### Input
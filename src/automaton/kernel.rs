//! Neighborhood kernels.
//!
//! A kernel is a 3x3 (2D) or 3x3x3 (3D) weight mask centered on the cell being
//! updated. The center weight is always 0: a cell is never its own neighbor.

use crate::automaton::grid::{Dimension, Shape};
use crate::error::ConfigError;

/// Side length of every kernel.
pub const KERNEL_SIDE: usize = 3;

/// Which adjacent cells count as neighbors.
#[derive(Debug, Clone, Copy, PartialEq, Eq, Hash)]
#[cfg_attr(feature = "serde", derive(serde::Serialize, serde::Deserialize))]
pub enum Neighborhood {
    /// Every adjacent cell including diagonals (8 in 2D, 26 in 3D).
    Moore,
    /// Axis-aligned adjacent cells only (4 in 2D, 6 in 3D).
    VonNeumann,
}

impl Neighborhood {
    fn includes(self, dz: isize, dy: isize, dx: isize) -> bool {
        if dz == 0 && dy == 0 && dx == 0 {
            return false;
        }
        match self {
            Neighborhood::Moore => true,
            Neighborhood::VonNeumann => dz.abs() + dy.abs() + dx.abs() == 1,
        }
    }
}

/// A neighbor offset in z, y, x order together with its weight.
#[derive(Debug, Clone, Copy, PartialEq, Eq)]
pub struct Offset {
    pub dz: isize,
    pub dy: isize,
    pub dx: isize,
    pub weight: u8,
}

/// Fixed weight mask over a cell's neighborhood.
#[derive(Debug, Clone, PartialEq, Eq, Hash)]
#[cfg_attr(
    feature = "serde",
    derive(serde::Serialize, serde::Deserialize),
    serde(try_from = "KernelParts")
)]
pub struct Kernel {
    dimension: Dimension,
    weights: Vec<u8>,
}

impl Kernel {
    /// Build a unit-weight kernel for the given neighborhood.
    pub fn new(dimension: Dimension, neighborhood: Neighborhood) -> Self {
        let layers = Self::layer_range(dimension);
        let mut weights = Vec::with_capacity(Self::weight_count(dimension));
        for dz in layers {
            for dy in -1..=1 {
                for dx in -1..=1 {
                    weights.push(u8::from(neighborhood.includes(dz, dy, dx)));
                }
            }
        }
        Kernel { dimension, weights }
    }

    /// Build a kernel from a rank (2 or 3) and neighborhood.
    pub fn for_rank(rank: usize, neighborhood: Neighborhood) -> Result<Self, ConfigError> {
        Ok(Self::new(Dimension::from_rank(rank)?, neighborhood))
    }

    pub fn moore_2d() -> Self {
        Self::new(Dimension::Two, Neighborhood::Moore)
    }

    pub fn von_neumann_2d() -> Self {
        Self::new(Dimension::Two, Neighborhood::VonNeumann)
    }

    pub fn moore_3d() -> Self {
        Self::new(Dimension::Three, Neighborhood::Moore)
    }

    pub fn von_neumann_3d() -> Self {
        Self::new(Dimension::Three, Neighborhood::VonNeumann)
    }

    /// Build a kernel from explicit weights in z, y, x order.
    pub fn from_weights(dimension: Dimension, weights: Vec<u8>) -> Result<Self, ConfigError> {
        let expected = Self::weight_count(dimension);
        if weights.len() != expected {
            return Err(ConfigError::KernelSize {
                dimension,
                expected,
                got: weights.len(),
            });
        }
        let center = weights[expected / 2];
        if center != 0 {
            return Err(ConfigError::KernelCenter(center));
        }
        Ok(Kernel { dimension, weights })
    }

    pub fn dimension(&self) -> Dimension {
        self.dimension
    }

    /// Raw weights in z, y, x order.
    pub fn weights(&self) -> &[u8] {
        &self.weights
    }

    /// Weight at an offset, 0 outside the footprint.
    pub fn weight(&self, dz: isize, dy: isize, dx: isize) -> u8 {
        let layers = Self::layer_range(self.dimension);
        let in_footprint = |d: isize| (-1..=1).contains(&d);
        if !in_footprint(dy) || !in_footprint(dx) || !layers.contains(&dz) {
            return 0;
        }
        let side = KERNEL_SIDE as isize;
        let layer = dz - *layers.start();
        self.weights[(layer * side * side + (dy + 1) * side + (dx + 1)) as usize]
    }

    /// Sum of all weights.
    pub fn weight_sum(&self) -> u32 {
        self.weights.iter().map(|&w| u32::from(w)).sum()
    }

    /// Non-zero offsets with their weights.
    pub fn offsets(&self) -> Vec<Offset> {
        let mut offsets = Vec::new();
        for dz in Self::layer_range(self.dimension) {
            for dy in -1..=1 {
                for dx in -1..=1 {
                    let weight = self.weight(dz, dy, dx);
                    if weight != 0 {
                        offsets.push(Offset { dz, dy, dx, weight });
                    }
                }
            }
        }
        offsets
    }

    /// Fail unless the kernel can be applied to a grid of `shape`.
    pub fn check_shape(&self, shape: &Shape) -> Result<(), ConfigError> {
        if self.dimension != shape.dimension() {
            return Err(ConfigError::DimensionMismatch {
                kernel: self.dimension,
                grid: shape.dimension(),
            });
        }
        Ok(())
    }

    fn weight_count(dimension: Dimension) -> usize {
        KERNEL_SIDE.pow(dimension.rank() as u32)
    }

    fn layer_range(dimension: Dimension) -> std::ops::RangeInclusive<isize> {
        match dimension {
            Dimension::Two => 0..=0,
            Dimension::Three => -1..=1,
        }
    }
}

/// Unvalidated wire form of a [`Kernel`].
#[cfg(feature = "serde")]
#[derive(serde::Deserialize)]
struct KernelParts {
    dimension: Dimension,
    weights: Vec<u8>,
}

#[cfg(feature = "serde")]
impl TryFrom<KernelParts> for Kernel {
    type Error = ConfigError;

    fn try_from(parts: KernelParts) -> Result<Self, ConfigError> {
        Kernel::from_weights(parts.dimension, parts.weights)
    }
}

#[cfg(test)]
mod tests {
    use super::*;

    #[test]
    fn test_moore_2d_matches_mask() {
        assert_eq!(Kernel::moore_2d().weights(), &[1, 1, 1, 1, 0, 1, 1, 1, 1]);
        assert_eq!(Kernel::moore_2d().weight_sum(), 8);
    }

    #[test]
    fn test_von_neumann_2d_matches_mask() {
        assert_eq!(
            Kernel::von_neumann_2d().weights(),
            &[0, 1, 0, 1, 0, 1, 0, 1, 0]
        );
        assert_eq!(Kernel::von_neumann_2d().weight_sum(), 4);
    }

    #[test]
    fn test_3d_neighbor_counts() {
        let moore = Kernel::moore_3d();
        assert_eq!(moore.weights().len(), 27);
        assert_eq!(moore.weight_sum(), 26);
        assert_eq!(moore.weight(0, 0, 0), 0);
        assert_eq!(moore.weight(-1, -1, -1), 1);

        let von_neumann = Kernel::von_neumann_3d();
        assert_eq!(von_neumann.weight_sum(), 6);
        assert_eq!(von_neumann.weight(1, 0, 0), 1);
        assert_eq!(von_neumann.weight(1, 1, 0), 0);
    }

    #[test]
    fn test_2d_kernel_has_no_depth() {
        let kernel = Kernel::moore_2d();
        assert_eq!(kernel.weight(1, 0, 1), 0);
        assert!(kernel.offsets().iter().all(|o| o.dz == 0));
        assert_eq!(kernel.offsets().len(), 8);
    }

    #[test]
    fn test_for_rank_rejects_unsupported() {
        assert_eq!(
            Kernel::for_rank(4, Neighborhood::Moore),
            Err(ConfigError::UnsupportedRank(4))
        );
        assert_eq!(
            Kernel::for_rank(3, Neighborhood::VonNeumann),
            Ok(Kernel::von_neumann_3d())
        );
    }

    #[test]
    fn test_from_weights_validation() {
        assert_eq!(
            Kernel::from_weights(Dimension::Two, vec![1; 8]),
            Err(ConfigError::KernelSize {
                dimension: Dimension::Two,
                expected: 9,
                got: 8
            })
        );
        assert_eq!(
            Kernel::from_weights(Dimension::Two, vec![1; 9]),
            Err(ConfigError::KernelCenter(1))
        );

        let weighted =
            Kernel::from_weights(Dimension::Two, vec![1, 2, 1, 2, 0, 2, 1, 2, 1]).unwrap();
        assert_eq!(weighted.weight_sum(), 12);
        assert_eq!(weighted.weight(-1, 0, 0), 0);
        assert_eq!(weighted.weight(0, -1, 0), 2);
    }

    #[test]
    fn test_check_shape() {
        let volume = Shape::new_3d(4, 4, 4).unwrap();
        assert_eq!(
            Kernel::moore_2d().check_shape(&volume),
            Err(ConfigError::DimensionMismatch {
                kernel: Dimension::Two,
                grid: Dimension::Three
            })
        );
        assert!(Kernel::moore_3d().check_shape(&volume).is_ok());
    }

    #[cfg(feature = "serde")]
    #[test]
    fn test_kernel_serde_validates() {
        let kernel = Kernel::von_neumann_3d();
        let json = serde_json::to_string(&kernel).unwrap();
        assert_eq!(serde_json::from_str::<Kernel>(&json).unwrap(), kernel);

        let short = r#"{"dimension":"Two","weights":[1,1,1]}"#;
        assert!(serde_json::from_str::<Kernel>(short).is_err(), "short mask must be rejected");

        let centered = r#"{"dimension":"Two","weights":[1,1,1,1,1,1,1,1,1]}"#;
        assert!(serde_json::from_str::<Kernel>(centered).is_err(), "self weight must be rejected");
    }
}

### What to work on
Only the lines from the one that contains "let kernel = Kernel::von_neumann_3d();" to the end of the data should be output, exactly as they appear.

### Output for this task
        let kernel = Kernel::von_neumann_3d();
        let json = serde_json::to_string(&kernel).unwrap();
        assert_eq!(serde_json::from_str::<Kernel>(&json).unwrap(), kernel);

        let short = r#"{"dimension":"Two","weights":[1,1,1]}"#;
        assert!(serde_json::from_str::<Kernel>(short).is_err(), "short mask must be rejected");

        let centered = r#"{"dimension":"Two","weights":[1,1,1,1,1,1,1,1,1]}"#;
        assert!(serde_json::from_str::<Kernel>(centered).is_err(), "self weight must be rejected");
    }
}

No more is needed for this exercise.